### DATA FOR THIS EXERCISE
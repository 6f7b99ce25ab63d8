//! Configuration loading and resolution
//!
//! Configuration follows the usual priority order:
//! 1. Command-line argument (highest priority)
//! 2. Environment variable (`FOLIO_CONFIG`)
//! 3. TOML config file in the platform config directory
//! 4. Compiled defaults (fallback)

use crate::{Error, Result};
use serde::Deserialize;
use std::path::{Path, PathBuf};

/// Top-level service configuration.
#[derive(Debug, Clone, Deserialize, Default)]
#[serde(deny_unknown_fields)]
pub struct Config {
    #[serde(default)]
    pub schema: SchemaConfig,
    #[serde(default)]
    pub api: ApiConfig,
    #[serde(default)]
    pub bus: BusConfig,
    #[serde(default)]
    pub index: IndexConfig,
    #[serde(default)]
    pub listener: ListenerConfig,
    #[serde(default)]
    pub source: SourceConfig,
    #[serde(default)]
    pub database: DatabaseConfig,
    #[serde(default)]
    pub http: HttpConfig,
}

/// Schema identifiers and the content types that route to them.
#[derive(Debug, Clone, Deserialize)]
#[serde(deny_unknown_fields)]
pub struct SchemaConfig {
    #[serde(default = "default_book_schema")]
    pub book: String,
    #[serde(default = "default_contributor_schema")]
    pub contributor: String,
    #[serde(default = "default_book_content_type")]
    pub book_content_type: String,
    #[serde(default = "default_contributor_content_type")]
    pub contributor_content_type: String,
}

impl SchemaConfig {
    /// Map an inbound content type to the schema identifier it must carry.
    pub fn schema_for_content_type(&self, content_type: &str) -> Option<&str> {
        if content_type == self.book_content_type {
            Some(&self.book)
        } else if content_type == self.contributor_content_type {
            Some(&self.contributor)
        } else {
            None
        }
    }
}

#[derive(Debug, Clone, Deserialize)]
#[serde(deny_unknown_fields)]
pub struct ApiConfig {
    /// HTTP-side operation timeout in milliseconds.
    #[serde(default = "default_api_timeout_ms")]
    pub timeout_ms: u64,
}

#[derive(Debug, Clone, Deserialize)]
#[serde(deny_unknown_fields)]
pub struct BusConfig {
    /// First backoff interval for temporary failures, in milliseconds.
    #[serde(default = "default_initial_retry_ms")]
    pub initial_retry_interval_ms: u64,
    /// Backoff cap, in milliseconds.
    #[serde(default = "default_max_retry_ms")]
    pub max_retry_interval_ms: u64,
}

#[derive(Debug, Clone, Deserialize)]
#[serde(deny_unknown_fields)]
pub struct IndexConfig {
    /// Search backend target index.
    #[serde(default = "default_index_name")]
    pub name: String,
    /// Documents per chunk during full rebuilds.
    #[serde(default = "default_reindex_chunk")]
    pub reindex_chunk: usize,
    /// Base URL of the search backend. None selects the in-process backend.
    #[serde(default)]
    pub base_url: Option<String>,
}

#[derive(Debug, Clone, Deserialize)]
#[serde(deny_unknown_fields)]
pub struct ListenerConfig {
    /// Delay before a temporarily failed message is retried, in milliseconds.
    #[serde(default = "default_listener_retry_ms")]
    pub retry_interval_ms: u64,
    /// Per-message processing timeout, in milliseconds.
    #[serde(default = "default_actor_timeout_ms")]
    pub actor_timeout_ms: u64,
    #[serde(default)]
    pub input: InputConfig,
    #[serde(default)]
    pub error: ErrorConfig,
    #[serde(default)]
    pub distributor: DistributorConfig,
}

#[derive(Debug, Clone, Deserialize)]
#[serde(deny_unknown_fields)]
pub struct InputConfig {
    #[serde(default = "default_input_queue")]
    pub queue: String,
    #[serde(default = "default_input_exchange")]
    pub exchange: String,
    #[serde(default = "default_exchange_type")]
    pub exchange_type: String,
    /// Content-type filters bound to the input queue.
    #[serde(default = "default_binding_arguments")]
    pub binding_arguments: Vec<String>,
    /// In-flight messages per consumer; also the worker count.
    #[serde(default = "default_prefetch")]
    pub prefetch: usize,
}

#[derive(Debug, Clone, Deserialize)]
#[serde(deny_unknown_fields)]
pub struct ErrorConfig {
    /// Dead-letter exchange for permanent failures.
    #[serde(default = "default_error_exchange")]
    pub exchange: String,
    #[serde(default = "default_error_message_timeout_ms")]
    pub message_timeout_ms: u64,
}

#[derive(Debug, Clone, Deserialize)]
#[serde(deny_unknown_fields)]
pub struct DistributorConfig {
    /// Downstream exchange notified after each successful ingest.
    #[serde(default = "default_distributor_exchange")]
    pub output_exchange: String,
}

#[derive(Debug, Clone, Deserialize)]
#[serde(deny_unknown_fields)]
pub struct SourceConfig {
    /// Source stamp fields excluded from the history key. These vary across
    /// retransmits of the same payload and must not shift the key.
    #[serde(default = "default_volatile_fields")]
    pub volatile_fields: Vec<String>,
}

#[derive(Debug, Clone, Deserialize)]
#[serde(deny_unknown_fields)]
pub struct DatabaseConfig {
    #[serde(default = "default_database_path")]
    pub path: PathBuf,
}

#[derive(Debug, Clone, Deserialize)]
#[serde(deny_unknown_fields)]
pub struct HttpConfig {
    #[serde(default = "default_http_listen")]
    pub listen: String,
}

fn default_book_schema() -> String {
    "book.v2".to_string()
}
fn default_contributor_schema() -> String {
    "contributor.v2".to_string()
}
fn default_book_content_type() -> String {
    "application/vnd.folio.book.v2+json".to_string()
}
fn default_contributor_content_type() -> String {
    "application/vnd.folio.contributor.v2+json".to_string()
}
fn default_api_timeout_ms() -> u64 {
    10_000
}
fn default_initial_retry_ms() -> u64 {
    500
}
fn default_max_retry_ms() -> u64 {
    30_000
}
fn default_index_name() -> String {
    "folio".to_string()
}
fn default_reindex_chunk() -> usize {
    100
}
fn default_listener_retry_ms() -> u64 {
    1_000
}
fn default_actor_timeout_ms() -> u64 {
    30_000
}
fn default_input_queue() -> String {
    "folio.metadata.input".to_string()
}
fn default_input_exchange() -> String {
    "metadata".to_string()
}
fn default_exchange_type() -> String {
    "headers".to_string()
}
fn default_binding_arguments() -> Vec<String> {
    vec![default_book_content_type(), default_contributor_content_type()]
}
fn default_prefetch() -> usize {
    8
}
fn default_error_exchange() -> String {
    "metadata.error".to_string()
}
fn default_error_message_timeout_ms() -> u64 {
    86_400_000
}
fn default_distributor_exchange() -> String {
    "metadata.distributed".to_string()
}
fn default_volatile_fields() -> Vec<String> {
    vec!["processedAt".to_string(), "system".to_string()]
}
fn default_database_path() -> PathBuf {
    PathBuf::from("folio.db")
}
fn default_http_listen() -> String {
    "127.0.0.1:5740".to_string()
}

impl Default for SchemaConfig {
    fn default() -> Self {
        Self {
            book: default_book_schema(),
            contributor: default_contributor_schema(),
            book_content_type: default_book_content_type(),
            contributor_content_type: default_contributor_content_type(),
        }
    }
}
impl Default for ApiConfig {
    fn default() -> Self {
        Self { timeout_ms: default_api_timeout_ms() }
    }
}
impl Default for BusConfig {
    fn default() -> Self {
        Self {
            initial_retry_interval_ms: default_initial_retry_ms(),
            max_retry_interval_ms: default_max_retry_ms(),
        }
    }
}
impl Default for IndexConfig {
    fn default() -> Self {
        Self {
            name: default_index_name(),
            reindex_chunk: default_reindex_chunk(),
            base_url: None,
        }
    }
}
impl Default for ListenerConfig {
    fn default() -> Self {
        Self {
            retry_interval_ms: default_listener_retry_ms(),
            actor_timeout_ms: default_actor_timeout_ms(),
            input: InputConfig::default(),
            error: ErrorConfig::default(),
            distributor: DistributorConfig::default(),
        }
    }
}
impl Default for InputConfig {
    fn default() -> Self {
        Self {
            queue: default_input_queue(),
            exchange: default_input_exchange(),
            exchange_type: default_exchange_type(),
            binding_arguments: default_binding_arguments(),
            prefetch: default_prefetch(),
        }
    }
}
impl Default for ErrorConfig {
    fn default() -> Self {
        Self {
            exchange: default_error_exchange(),
            message_timeout_ms: default_error_message_timeout_ms(),
        }
    }
}
impl Default for DistributorConfig {
    fn default() -> Self {
        Self { output_exchange: default_distributor_exchange() }
    }
}
impl Default for SourceConfig {
    fn default() -> Self {
        Self { volatile_fields: default_volatile_fields() }
    }
}
impl Default for DatabaseConfig {
    fn default() -> Self {
        Self { path: default_database_path() }
    }
}
impl Default for HttpConfig {
    fn default() -> Self {
        Self { listen: default_http_listen() }
    }
}

impl Config {
    /// Load configuration following the priority order in the module docs.
    pub fn load(cli_path: Option<&Path>) -> Result<Config> {
        if let Some(path) = cli_path {
            return Self::from_file(path);
        }
        if let Ok(path) = std::env::var("FOLIO_CONFIG") {
            return Self::from_file(Path::new(&path));
        }
        if let Some(path) = platform_config_file() {
            if path.exists() {
                return Self::from_file(&path);
            }
        }
        Ok(Config::default())
    }

    /// Parse a TOML config file.
    pub fn from_file(path: &Path) -> Result<Config> {
        let content = std::fs::read_to_string(path)
            .map_err(|e| Error::Config(format!("read {} failed: {}", path.display(), e)))?;
        let config: Config = toml::from_str(&content)
            .map_err(|e| Error::Config(format!("parse {} failed: {}", path.display(), e)))?;
        config.validate()?;
        Ok(config)
    }

    fn validate(&self) -> Result<()> {
        if self.index.reindex_chunk == 0 {
            return Err(Error::Config("index.reindex_chunk must be positive".into()));
        }
        if self.listener.input.prefetch == 0 {
            return Err(Error::Config("listener.input.prefetch must be positive".into()));
        }
        if self.bus.initial_retry_interval_ms > self.bus.max_retry_interval_ms {
            return Err(Error::Config(
                "bus.initial_retry_interval_ms exceeds bus.max_retry_interval_ms".into(),
            ));
        }
        Ok(())
    }
}

/// Platform config file path, e.g. `~/.config/folio/config.toml` on Linux.
fn platform_config_file() -> Option<PathBuf> {
    dirs::config_dir().map(|d| d.join("folio").join("config.toml"))
}

#[cfg(test)]
mod tests {
    use super::*;
    use std::io::Write;

    #[test]
    fn defaults_are_coherent() {
        let config = Config::default();
        assert_eq!(config.schema.book, "book.v2");
        assert_eq!(config.index.reindex_chunk, 100);
        assert_eq!(
            config.source.volatile_fields,
            vec!["processedAt".to_string(), "system".to_string()]
        );
        assert!(config.validate().is_ok());
    }

    #[test]
    fn content_type_routing() {
        let schema = SchemaConfig::default();
        assert_eq!(
            schema.schema_for_content_type("application/vnd.folio.book.v2+json"),
            Some("book.v2")
        );
        assert_eq!(schema.schema_for_content_type("text/plain"), None);
    }

    #[test]
    fn partial_toml_fills_defaults() {
        let mut file = tempfile::NamedTempFile::new().unwrap();
        write!(
            file,
            r#"
            [schema]
            book = "book.v3"

            [index]
            reindex_chunk = 25
            "#
        )
        .unwrap();

        let config = Config::from_file(file.path()).unwrap();
        assert_eq!(config.schema.book, "book.v3");
        assert_eq!(config.schema.contributor, "contributor.v2");
        assert_eq!(config.index.reindex_chunk, 25);
        assert_eq!(config.listener.input.prefetch, 8);
    }

    #[test]
    fn zero_chunk_is_rejected() {
        let mut file = tempfile::NamedTempFile::new().unwrap();
        write!(file, "[index]\nreindex_chunk = 0\n").unwrap();
        assert!(Config::from_file(file.path()).is_err());
    }
}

### PROBLEM
Print the lines above, unchanged, from the start of the records to the line with "Compiled defaults (fallback)", including that final line.

### THE ANSWER
repository 6f7b99ce25ab63d8
//! Configuration loading and resolution
//!
//! Configuration follows the usual priority order:
//! 1. Command-line argument (highest priority)
//! 2. Environment variable (`FOLIO_CONFIG`)
//! 3. TOML config file in the platform config directory
//! 4. Compiled defaults (fallback)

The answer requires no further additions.